Домой с небес - Страница 31


К оглавлению

31

Проснувшись, Олег долго не мог встать… Вчерашнее словесное исступление сменилось совершенным упадком сил и какой-то давно не испытанной хрупкостью, стеклянностью во всем теле… Трудно было поднять руки, хотя, отлежанные на жестком ложе, они болели и чесались… Но кроме того, Олег не совсем соображал, где он и почему нет Безобразова в комнате, — настолько все теперешнее, грубое, яркое, постыдно-тяжелое отошло от него за тридевять земель, и этой давно позабытой им стеклянной хрупкой физиологии невольно в его больном мозгу соответствовали совсем другие годы, другие лица… Новая его жизнь, постыдно-напряженная, отражение его нового полнокровия, здоровья, исчезла куда-то, унесенная, смытая переутомлением, и как во время раскопок под современным городом жестянок обнаруживается другой город — средневековый, а под ним — третий, античный, четвертый — эгейский, пятый — неолитический, и как, должно быть, реставратор смывает яркую лубочную икону и под ней открывает другую, зелено-фиолетовую рублевскую Богородицу, как наводнение, смывая песок, обнажает циклопические стены, — так и сейчас чувствовал он снова в себе некую давнюю снежную душу, еле живую, сумеречно цепенеющую в венке из воска при приближении первого горестного столкновения с жизнью, душу, которой вовсе уже не уместиться, не отразиться в новой его тяжелой, пьяной от скопления крови физиологии… Несколько их было, этих душ, и Олег, куря папиросу, в кровати вспоминает…

VI

Вот она стоит неподвижно на углу, без друзей, без единого знакомого, без приличного платья, узкоплечая, невыразимо покорно смотрящая на четырехчасовое зимнее небо, уже готовое распасться снегом, разлететься, осыпаться снежинками. В венке из воска и мокрыми ногами только что обошедшая всех своих приятелей-презрителей, поднявшаяся на четыре лестницы и никого не заставшая дома. Душа, которой некуда, совершенно некуда деться… А возвращаться домой в отель «Босежур», в желтый пыльный свет под потолком… Лучше головой о мостовую, лучше ходить весь вечер.

Сумрачно, по-зимнему синели подворотни домов, люди спешили, охраняя свои свертки.

Но Олег уже объелся шоколаду до тошноты, истратив на него все деньги, от тоски то и дело заходя в булочную и покупая конфеты по сорок сантимов… Холодно, неподвижно придерживая тающий венок из воска, цепенела пьяная от одиночества душа, смотря на медленно и неуклюже, как брови, опускающийся вечер, повернувшись спиною к своему отелю. Ярко, предпразднично-печально сквозь редкий снег звенели трамваи, теперь уже уничтоженного восемьдесят второго номера… Улица пустела, и вдруг среди тьмы отчаяния яркая мысль: «Но ведь сейчас уже больше семи часов, пока дойду до Глясьер, до русской столовой, будет восемь… Поем каши и пойду в кинематограф…»

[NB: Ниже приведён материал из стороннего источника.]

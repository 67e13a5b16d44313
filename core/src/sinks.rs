//! Consumers of a finished [`ScanReport`].
//!
//! Every sink renders successes and failures distinctly; truncating long
//! payloads is their business, not the orchestrator's.

pub mod json;
pub mod pdf;

use std::borrow::Cow;
use std::path::PathBuf;

use thiserror::Error;

use crate::report::ScanReport;

pub use json::JsonSink;
pub use pdf::PdfSink;

#[derive(Debug, Error)]
pub enum SinkError {
    #[error("failed to write {path}: {source}")]
    Io {
        path: PathBuf,
        #[source]
        source: std::io::Error,
    },

    #[error("failed to serialize report: {0}")]
    Json(#[from] serde_json::Error),

    #[error("failed to render PDF: {0}")]
    Pdf(String),
}

pub trait ResultSink {
    fn name(&self) -> &str;

    fn write(&self, report: &ScanReport) -> Result<(), SinkError>;
}

/// Cuts `text` to at most `max_chars` characters, marking the cut.
pub fn truncate(text: &str, max_chars: usize) -> Cow<'_, str> {
    match text.char_indices().nth(max_chars) {
        Some((cut, _)) => Cow::Owned(format!("{}… [truncated]", &text[..cut])),
        None => Cow::Borrowed(text),
    }
}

Вторая душа, которую вспомнил Олег, любила рано, часто до рассвета, подняться с кровати… Эта душа еще ничего не знала о спорте, об усилии, сутулая, и узкоплечая, и большеглазая, она любила в чистом и пустом рассветном городе слушать соловьев, которые не спеша привольно тренькали, скулили, ворковали за высокой стеной католического монастыря, маленькие и высокомерные птицы, верные своим стотысячелетним ритмам… Туманно синела лоснящаяся мостовая, а вдали корпуса строящихся домов казались античными крепостями из розового мрамора, над которыми маленькой перламутровой раковиной луна тонула в рассветной голубизне неба; что-то таинственное, омытое свежестью лесов, источников, пещер было в этом неторопливом ворковании… Потом солнце всходило не спеша, проезжали зеленые грузовики для поливания улиц, шурша широким водным веером. Первые трамваи шли, отражая солнечные лучи, и только что проснувшиеся, задорно звонко звенели своими звонками. Пыль поднималась от грузовиков с цементом, и теперь уже нужно было далеко идти на край города на городские укрепления, чтобы снова найти летнюю тишину, медленный звон аэроплана, как бы остановившегося в воздухе, кладбище старых вагонов, где не спеша маневрирует низкий товарный паровоз старой конструкции… Эта душа, прятавшаяся в рассветах, предместьях, на солнечных пустырях, уже не была так беззащитна, как первая… Что-то грустно-античное, меланхолически-стоическое было в ее худых плечах и больших неподвижных темно-серых глазах, но и она исчезла, уступивши солнечно-неподвижному, угрожающе-прекрасному, насквозь мужественному миру Аполлона Безобразова.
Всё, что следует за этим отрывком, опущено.